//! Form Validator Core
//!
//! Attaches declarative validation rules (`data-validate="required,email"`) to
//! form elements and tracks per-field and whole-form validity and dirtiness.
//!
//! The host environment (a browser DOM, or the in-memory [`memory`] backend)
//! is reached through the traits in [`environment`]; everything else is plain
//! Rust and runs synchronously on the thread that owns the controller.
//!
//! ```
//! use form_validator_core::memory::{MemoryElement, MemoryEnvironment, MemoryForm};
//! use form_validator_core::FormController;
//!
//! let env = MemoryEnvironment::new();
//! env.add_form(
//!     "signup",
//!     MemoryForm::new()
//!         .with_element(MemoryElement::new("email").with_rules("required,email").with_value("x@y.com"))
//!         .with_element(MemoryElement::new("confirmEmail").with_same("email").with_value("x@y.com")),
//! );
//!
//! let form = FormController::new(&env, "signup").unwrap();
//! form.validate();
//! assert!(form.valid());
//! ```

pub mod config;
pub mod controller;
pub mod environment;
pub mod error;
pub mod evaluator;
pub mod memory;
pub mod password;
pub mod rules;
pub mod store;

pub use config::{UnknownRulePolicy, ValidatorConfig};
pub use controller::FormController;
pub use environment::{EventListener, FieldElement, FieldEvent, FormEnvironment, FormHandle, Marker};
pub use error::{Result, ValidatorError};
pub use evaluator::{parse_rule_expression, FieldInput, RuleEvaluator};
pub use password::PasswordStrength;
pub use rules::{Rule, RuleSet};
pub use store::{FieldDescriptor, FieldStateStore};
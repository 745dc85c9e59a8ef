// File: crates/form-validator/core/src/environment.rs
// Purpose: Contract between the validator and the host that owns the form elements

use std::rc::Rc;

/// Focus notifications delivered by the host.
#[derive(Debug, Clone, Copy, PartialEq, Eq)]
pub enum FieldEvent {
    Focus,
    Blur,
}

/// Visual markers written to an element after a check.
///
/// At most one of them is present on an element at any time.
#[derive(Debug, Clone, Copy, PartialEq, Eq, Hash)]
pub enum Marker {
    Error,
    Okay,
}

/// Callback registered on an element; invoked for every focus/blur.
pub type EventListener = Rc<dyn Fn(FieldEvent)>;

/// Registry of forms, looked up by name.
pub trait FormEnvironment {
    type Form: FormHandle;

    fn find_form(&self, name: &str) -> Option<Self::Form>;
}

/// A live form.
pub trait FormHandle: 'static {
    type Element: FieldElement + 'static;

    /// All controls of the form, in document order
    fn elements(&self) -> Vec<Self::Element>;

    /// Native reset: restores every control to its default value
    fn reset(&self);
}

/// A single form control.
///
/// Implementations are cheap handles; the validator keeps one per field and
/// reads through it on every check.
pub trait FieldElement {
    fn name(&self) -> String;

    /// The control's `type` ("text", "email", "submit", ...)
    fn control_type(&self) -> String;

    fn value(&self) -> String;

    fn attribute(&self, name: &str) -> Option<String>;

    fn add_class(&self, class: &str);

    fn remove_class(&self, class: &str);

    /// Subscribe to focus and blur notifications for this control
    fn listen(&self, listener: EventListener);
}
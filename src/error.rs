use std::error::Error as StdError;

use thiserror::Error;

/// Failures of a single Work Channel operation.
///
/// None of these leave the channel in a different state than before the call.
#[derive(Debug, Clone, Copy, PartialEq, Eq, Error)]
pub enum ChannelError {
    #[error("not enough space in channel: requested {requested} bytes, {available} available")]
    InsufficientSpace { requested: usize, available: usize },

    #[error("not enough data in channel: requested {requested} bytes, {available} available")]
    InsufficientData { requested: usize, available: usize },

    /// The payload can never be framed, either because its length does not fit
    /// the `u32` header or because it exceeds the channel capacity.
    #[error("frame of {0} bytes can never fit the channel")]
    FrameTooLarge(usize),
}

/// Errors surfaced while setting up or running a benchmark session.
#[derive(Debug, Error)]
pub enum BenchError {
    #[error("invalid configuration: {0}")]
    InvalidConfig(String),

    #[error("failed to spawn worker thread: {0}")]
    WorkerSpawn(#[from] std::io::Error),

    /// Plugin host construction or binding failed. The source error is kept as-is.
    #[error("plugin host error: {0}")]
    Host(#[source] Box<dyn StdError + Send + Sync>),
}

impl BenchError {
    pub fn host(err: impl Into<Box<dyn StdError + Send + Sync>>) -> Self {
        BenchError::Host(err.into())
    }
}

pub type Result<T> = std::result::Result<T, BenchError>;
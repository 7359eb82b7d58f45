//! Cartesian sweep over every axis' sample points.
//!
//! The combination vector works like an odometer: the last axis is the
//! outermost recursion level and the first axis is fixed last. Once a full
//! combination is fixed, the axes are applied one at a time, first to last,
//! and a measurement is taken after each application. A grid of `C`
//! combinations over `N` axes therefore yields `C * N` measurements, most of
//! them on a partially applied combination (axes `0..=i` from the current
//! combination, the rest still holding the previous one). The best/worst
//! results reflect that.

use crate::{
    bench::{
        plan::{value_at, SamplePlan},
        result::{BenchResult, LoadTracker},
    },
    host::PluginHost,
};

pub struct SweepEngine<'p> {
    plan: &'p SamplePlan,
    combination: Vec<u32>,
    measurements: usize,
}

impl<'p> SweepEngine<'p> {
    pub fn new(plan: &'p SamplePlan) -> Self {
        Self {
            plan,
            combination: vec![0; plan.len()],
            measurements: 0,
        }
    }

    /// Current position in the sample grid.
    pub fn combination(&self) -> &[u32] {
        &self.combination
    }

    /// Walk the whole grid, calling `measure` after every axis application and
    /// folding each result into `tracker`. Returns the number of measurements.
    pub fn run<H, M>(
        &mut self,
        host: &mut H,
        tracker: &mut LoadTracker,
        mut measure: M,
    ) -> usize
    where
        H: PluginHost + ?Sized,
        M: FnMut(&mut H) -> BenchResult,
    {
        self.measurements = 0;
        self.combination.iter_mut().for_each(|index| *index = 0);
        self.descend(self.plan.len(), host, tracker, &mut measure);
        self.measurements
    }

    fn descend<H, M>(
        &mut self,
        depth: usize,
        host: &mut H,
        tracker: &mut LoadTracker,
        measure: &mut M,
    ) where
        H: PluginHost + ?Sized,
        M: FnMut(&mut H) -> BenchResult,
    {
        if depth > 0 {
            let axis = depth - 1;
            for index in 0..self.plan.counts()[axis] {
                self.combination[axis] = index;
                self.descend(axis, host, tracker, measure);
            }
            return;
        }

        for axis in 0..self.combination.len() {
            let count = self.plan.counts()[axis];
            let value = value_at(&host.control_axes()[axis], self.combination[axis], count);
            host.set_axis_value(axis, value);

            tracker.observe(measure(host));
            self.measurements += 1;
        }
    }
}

- Task description
The string "axis" appears on some lines of the data; count those lines and report only how many there are.

- Task output
12